María Teresa Guerra Ochoa, presidenta de la Jucopo, señala que no hay base legal para restituir al exalcalde de Ahome tras su desafuero y vinculación judicial
Durante una intervención en el Pleno del Congreso del Estado, la diputada María Teresa Guerra Ochoa, presidenta de la Junta de Coordinación Política (Jucopo), fue contundente: Gerardo Vargas Landeros no puede ser restituido en su cargo como alcalde de Ahome, toda vez que ya se encuentra vinculado a proceso penal, lo cual jurídicamente lo inhabilita para ejercer cualquier función pública de elección popular.
La legisladora precisó que conforme a los artículos 135 y 136 de la Constitución Política del Estado de Sinaloa, una persona vinculada a proceso no puede desempeñarse en cargos públicos, y en tanto no se resuelva el juicio penal en su contra, la restitución es legalmente imposible.
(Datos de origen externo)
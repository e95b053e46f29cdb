//! Word placement: frequency-proportional sizes on an Archimedean spiral.
//!
//! Occupied pixels are tracked in a bitmap with a summed-area table, so
//! testing whether a rectangle is free costs four lookups.

use tracing::debug;

use super::frequency::WordFrequencies;

/// Measures rendered text. Implemented by the loaded font; tests use
/// fixed-width stand-ins.
pub trait TextMeasure {
    /// `(width, height)` in pixels of `text` at `size` pixels.
    fn measure(&self, text: &str, size: f32) -> (u32, u32);
}

/// Geometry and sizing options.
#[derive(Debug, Clone, PartialEq)]
pub struct LayoutOptions {
    pub width: u32,
    pub height: u32,
    pub max_words: usize,
    pub max_font_size: f32,
    pub min_font_size: f32,
    pub font_step: f32,
    pub margin: u32,
}

impl Default for LayoutOptions {
    fn default() -> Self {
        Self {
            width: 800,
            height: 400,
            max_words: 200,
            max_font_size: 96.0,
            min_font_size: 10.0,
            font_step: 2.0,
            margin: 2,
        }
    }
}

/// A word with its final size and bounding box (margin included).
#[derive(Debug, Clone, PartialEq)]
pub struct PlacedWord {
    pub word: String,
    pub count: usize,
    pub size: f32,
    pub x: u32,
    pub y: u32,
    pub width: u32,
    pub height: u32,
}

impl PlacedWord {
    fn overlaps(&self, other: &PlacedWord) -> bool {
        self.x < other.x + other.width
            && other.x < self.x + self.width
            && self.y < other.y + other.height
            && other.y < self.y + self.height
    }
}

/// Radius growth per radian of the spiral, in pixels.
const SPIRAL_PITCH: f32 = 2.0;
/// Approximate distance between two candidate positions, in pixels.
const SPIRAL_STRIDE: f32 = 3.0;

/// Occupancy bitmap with a summed-area table.
struct Occupancy {
    width: usize,
    height: usize,
    used: Vec<bool>,
    /// `(width + 1) * (height + 1)` prefix sums.
    sums: Vec<u32>,
}

impl Occupancy {
    fn new(width: u32, height: u32) -> Self {
        let (w, h) = (width as usize, height as usize);
        Self {
            width: w,
            height: h,
            used: vec![false; w * h],
            sums: vec![0; (w + 1) * (h + 1)],
        }
    }

    fn is_free(&self, x: u32, y: u32, w: u32, h: u32) -> bool {
        let (x0, y0) = (x as usize, y as usize);
        let (x1, y1) = (x0 + w as usize, y0 + h as usize);
        if x1 > self.width || y1 > self.height {
            return false;
        }
        let stride = self.width + 1;
        let s = |xx: usize, yy: usize| self.sums[yy * stride + xx];
        s(x1, y1) + s(x0, y0) - s(x0, y1) - s(x1, y0) == 0
    }

    fn mark(&mut self, x: u32, y: u32, w: u32, h: u32) {
        for yy in y as usize..(y + h) as usize {
            let row = yy * self.width;
            for xx in x as usize..(x + w) as usize {
                self.used[row + xx] = true;
            }
        }
        self.rebuild();
    }

    fn rebuild(&mut self) {
        let stride = self.width + 1;
        for yy in 0..self.height {
            let mut row_sum = 0u32;
            for xx in 0..self.width {
                row_sum += u32::from(self.used[yy * self.width + xx]);
                self.sums[(yy + 1) * stride + xx + 1] = self.sums[yy * stride + xx + 1] + row_sum;
            }
        }
    }
}

/// Find a free spot for a `w` x `h` box, walking a spiral out from the centre.
fn find_position(grid: &Occupancy, canvas_w: u32, canvas_h: u32, w: u32, h: u32) -> Option<(u32, u32)> {
    let cx = canvas_w as f32 / 2.0;
    let cy = canvas_h as f32 / 2.0;
    let aspect = canvas_h as f32 / canvas_w as f32;
    let max_radius = cx.hypot(cy) / aspect.min(1.0);

    let mut theta = 0.0f32;
    loop {
        let radius = SPIRAL_PITCH * theta;
        if radius > max_radius {
            return None;
        }
        let px = cx + radius * theta.cos() - w as f32 / 2.0;
        let py = cy + radius * aspect * theta.sin() - h as f32 / 2.0;

        if px >= 0.0 && py >= 0.0 {
            let (x, y) = (px as u32, py as u32);
            if grid.is_free(x, y, w, h) {
                return Some((x, y));
            }
        }
        theta += SPIRAL_STRIDE / radius.max(SPIRAL_STRIDE);
    }
}

/// Font size for `count`, proportional to the largest count.
pub fn font_size_for(count: usize, max_count: usize, options: &LayoutOptions) -> f32 {
    if max_count == 0 {
        return options.min_font_size;
    }
    let ratio = count as f32 / max_count as f32;
    options.min_font_size + (options.max_font_size - options.min_font_size) * ratio
}

/// Place the most frequent words without overlap.
///
/// Words are handled from most to least frequent. A word that finds no
/// room is retried `font_step` smaller, and dropped below `min_font_size`.
pub fn layout(
    freqs: &WordFrequencies,
    options: &LayoutOptions,
    measure: &dyn TextMeasure,
) -> Vec<PlacedWord> {
    let words = freqs.top(options.max_words);
    let Some(&(_, max_count)) = words.first() else {
        return Vec::new();
    };
    if options.width == 0 || options.height == 0 {
        return Vec::new();
    }

    let mut grid = Occupancy::new(options.width, options.height);
    let mut placed = Vec::with_capacity(words.len());
    let step = options.font_step.max(0.5);

    for (word, count) in words {
        let mut size = font_size_for(count, max_count, options);
        loop {
            if size < options.min_font_size {
                debug!(word, count, "No room left for word, dropped");
                break;
            }
            let (tw, th) = measure.measure(word, size);
            let w = tw + 2 * options.margin;
            let h = th + 2 * options.margin;

            if w <= options.width && h <= options.height && tw > 0 && th > 0 {
                if let Some((x, y)) = find_position(&grid, options.width, options.height, w, h) {
                    grid.mark(x, y, w, h);
                    placed.push(PlacedWord {
                        word: word.to_string(),
                        count,
                        size,
                        x,
                        y,
                        width: w,
                        height: h,
                    });
                    break;
                }
            }
            size -= step;
        }
    }

    debug!(placed = placed.len(), candidates = freqs.len(), "Layout done");
    placed
}

/// Whether any two placed boxes intersect.
pub fn has_overlap(words: &[PlacedWord]) -> bool {
    words
        .iter()
        .enumerate()
        .any(|(i, a)| words[i + 1..].iter().any(|b| a.overlaps(b)))
}

#[cfg(test)]
mod tests {
    use super::*;
    use crate::cloud::stopwords::StopWords;
    use crate::cloud::frequency::word_frequencies;

    /// Every glyph is `size / 2` wide and `size` tall.
    struct Monospace;

    impl TextMeasure for Monospace {
        fn measure(&self, text: &str, size: f32) -> (u32, u32) {
            let w = (text.chars().count() as f32 * size / 2.0).ceil() as u32;
            (w, size.ceil() as u32)
        }
    }

    fn sample() -> WordFrequencies {
        word_frequencies(
            [
                "invoice invoice invoice invoice",
                "meeting meeting meeting",
                "project update",
                "quarterly report",
                "lunch",
            ],
            &StopWords::standard(),
        )
    }

    #[test]
    fn test_font_size_proportional() {
        let opts = LayoutOptions::default();
        assert_eq!(font_size_for(4, 4, &opts), opts.max_font_size);
        assert!(font_size_for(1, 4, &opts) < font_size_for(2, 4, &opts));
        assert!(font_size_for(1, 4, &opts) >= opts.min_font_size);
    }

    #[test]
    fn test_layout_places_all_without_overlap() {
        let placed = layout(&sample(), &LayoutOptions::default(), &Monospace);
        assert_eq!(placed.len(), 7);
        assert_eq!(placed[0].word, "invoice");
        assert!(!has_overlap(&placed));
        for p in &placed {
            assert!(p.x + p.width <= 800 && p.y + p.height <= 400);
        }
    }

    #[test]
    fn test_largest_word_sits_near_centre() {
        let placed = layout(&sample(), &LayoutOptions::default(), &Monospace);
        let first = &placed[0];
        let centre_x = first.x + first.width / 2;
        let centre_y = first.y + first.height / 2;
        assert!((centre_x as i64 - 400).abs() <= 2);
        assert!((centre_y as i64 - 200).abs() <= 2);
    }

    #[test]
    fn test_word_shrinks_to_fit_small_canvas() {
        let opts = LayoutOptions {
            width: 120,
            height: 60,
            ..Default::default()
        };
        let freqs = word_frequencies(["extraordinarily"], &StopWords::standard());
        let placed = layout(&freqs, &opts, &Monospace);
        assert_eq!(placed.len(), 1);
        assert!(placed[0].size < opts.max_font_size);
        assert!(placed[0].width <= 120);
    }

    #[test]
    fn test_max_words_and_empty() {
        let opts = LayoutOptions {
            max_words: 2,
            ..Default::default()
        };
        assert_eq!(layout(&sample(), &opts, &Monospace).len(), 2);
        assert!(layout(&WordFrequencies::default(), &opts, &Monospace).is_empty());
    }

    #[test]
    fn test_occupancy_free_check() {
        let mut grid = Occupancy::new(10, 10);
        assert!(grid.is_free(0, 0, 10, 10));
        grid.mark(4, 4, 2, 2);
        assert!(!grid.is_free(0, 0, 10, 10));
        assert!(!grid.is_free(5, 5, 1, 1));
        assert!(grid.is_free(0, 0, 4, 10));
        assert!(grid.is_free(6, 6, 4, 4));
        assert!(!grid.is_free(8, 8, 4, 4));
    }
}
“La situación jurídica del quejoso hoy es otra a la del 2 de mayo, cuando se emitió la declaratoria de procedencia. Estar vinculado a proceso impide su regreso a cualquier cargo con fuero”, subrayó Guerra Ochoa.
Declaratoria de procedencia es inatacable por amparo
Guerra Ochoa también reiteró que la declaratoria de procedencia emitida por el Congreso sinaloense contra Vargas Landeros no puede ser combatida mediante juicio de amparo, ya que es una facultad soberana del Poder Legislativo, así lo resolvió la Primera Sala de la Suprema Corte de Justicia de la Nación en la queja 3321.
Señaló que incluso un juez federal en Zacatecas ya negó la suspensión provisional solicitada por el exalcalde, al considerar que no aportó suficientes elementos de prueba. Además, enfatizó que no es posible conceder suspensiones contra actos ya ejecutados, como lo establece la jurisprudencia 44/2004 de la Suprema Corte.
Congreso actuó conforme a la ley
En representación de todos los grupos parlamentarios, Guerra Ochoa afirmó que el Congreso de Sinaloa actuó con apego estricto a la Constitución y denunció intentos de manipular el sistema judicial para revertir una decisión legal.
“Lo que está en curso no es solo un proceso penal, es también la defensa del Estado de Derecho frente a intentos de impunidad”, dijo.
El posicionamiento fue respaldado por unanimidad por las y los coordinadores de Morena, PRI, PAN, PVEM, MC, PAS y PT, así como la presidenta de la Mesa Directiva, Geraldine Bonilla Valverde.